**EXERCISE REQUIREMENTS:** Please filter the data down to the lines that include the word "struct" and copy them.

START RAW DATA

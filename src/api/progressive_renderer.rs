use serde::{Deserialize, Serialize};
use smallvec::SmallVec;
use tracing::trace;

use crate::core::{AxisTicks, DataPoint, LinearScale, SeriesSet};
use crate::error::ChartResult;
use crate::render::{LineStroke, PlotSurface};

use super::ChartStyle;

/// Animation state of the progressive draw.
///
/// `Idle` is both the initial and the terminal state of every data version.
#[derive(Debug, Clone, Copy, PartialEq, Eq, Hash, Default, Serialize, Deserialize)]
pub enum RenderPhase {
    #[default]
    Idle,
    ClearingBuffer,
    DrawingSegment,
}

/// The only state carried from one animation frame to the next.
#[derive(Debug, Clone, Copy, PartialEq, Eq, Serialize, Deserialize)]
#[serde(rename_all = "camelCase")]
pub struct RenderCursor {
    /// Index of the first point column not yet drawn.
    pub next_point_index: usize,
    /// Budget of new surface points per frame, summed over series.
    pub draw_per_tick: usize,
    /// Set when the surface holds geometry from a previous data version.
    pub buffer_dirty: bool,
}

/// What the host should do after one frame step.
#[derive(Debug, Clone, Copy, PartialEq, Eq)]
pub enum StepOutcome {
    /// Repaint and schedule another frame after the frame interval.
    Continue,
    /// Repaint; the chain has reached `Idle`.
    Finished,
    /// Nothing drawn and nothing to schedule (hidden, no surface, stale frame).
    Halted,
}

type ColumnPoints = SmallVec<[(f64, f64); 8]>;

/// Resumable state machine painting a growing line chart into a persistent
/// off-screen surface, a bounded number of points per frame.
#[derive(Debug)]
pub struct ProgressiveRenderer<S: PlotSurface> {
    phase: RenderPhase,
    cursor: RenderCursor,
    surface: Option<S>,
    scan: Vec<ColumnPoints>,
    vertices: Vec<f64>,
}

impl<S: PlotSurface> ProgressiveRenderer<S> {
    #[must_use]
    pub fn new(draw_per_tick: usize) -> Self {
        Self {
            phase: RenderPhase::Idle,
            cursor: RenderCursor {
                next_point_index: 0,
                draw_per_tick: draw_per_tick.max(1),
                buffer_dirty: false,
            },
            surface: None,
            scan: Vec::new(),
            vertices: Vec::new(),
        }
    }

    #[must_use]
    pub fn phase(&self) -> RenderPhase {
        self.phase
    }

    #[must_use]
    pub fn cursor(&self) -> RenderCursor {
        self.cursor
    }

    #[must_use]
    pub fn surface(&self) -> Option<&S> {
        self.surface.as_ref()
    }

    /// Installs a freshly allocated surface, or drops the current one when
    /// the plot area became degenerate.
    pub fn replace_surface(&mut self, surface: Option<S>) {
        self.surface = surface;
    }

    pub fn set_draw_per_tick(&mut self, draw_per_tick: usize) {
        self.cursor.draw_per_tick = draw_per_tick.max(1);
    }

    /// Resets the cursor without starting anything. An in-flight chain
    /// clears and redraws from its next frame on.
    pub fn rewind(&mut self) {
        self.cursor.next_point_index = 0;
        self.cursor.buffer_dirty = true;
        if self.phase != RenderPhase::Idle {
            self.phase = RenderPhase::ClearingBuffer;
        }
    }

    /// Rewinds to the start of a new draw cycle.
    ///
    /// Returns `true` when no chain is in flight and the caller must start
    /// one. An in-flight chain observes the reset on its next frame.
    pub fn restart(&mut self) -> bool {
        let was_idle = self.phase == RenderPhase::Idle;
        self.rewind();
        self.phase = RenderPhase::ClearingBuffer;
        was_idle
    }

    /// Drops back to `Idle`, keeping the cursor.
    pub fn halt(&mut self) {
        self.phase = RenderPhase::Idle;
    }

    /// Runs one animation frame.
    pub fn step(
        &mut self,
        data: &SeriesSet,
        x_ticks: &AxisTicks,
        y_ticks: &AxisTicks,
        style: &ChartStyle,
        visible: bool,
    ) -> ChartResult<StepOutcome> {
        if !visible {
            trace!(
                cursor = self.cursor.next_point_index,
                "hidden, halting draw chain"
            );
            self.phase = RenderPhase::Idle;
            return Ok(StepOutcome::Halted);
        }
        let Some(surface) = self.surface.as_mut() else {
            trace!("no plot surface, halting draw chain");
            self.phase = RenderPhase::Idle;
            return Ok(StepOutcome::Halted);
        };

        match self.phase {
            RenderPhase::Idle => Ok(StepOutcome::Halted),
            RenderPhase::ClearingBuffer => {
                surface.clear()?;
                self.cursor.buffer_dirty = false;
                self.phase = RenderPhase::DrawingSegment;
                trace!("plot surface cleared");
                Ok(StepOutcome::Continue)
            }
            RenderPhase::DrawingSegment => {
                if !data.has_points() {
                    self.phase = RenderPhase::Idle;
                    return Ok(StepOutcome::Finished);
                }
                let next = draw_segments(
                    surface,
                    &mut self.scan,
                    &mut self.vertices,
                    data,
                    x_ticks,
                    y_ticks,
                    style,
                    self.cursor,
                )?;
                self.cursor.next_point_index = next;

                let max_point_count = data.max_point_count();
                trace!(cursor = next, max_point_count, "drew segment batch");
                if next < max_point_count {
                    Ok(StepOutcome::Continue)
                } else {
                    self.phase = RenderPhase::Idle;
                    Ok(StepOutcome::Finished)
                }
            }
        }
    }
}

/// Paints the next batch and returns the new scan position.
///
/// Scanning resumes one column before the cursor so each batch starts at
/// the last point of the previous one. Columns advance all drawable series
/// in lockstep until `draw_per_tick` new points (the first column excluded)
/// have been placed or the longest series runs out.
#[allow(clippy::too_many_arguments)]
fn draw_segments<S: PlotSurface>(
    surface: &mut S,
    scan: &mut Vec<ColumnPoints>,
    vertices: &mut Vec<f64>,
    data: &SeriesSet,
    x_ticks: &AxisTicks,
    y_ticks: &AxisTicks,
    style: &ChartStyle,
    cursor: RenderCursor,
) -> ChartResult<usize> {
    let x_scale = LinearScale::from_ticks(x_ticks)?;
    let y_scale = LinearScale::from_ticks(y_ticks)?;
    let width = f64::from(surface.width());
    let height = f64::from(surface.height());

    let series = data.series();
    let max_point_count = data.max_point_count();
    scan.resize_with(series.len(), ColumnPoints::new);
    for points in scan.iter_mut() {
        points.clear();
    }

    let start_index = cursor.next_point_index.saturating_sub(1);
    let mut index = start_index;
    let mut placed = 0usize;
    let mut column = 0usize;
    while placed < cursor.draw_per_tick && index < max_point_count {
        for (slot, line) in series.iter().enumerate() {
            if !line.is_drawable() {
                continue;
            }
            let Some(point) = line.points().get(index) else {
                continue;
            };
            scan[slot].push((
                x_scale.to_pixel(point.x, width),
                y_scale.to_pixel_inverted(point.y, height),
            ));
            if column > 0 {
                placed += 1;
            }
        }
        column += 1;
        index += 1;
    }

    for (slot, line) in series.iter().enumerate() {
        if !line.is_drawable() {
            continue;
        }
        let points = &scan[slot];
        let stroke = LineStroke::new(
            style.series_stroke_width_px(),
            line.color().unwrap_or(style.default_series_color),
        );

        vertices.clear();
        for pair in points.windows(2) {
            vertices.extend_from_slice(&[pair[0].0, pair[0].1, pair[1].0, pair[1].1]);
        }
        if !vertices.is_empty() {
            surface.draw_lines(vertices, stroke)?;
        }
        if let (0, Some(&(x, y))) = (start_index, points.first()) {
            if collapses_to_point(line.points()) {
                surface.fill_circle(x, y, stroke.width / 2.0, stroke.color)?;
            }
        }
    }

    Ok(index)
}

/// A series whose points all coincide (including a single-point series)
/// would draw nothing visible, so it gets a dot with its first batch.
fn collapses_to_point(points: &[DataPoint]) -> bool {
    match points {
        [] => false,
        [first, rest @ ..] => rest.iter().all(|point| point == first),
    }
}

END RAW DATA

**EXPECTED ANSWER:**
pub struct RenderCursor {
pub struct ProgressiveRenderer<S: PlotSurface> {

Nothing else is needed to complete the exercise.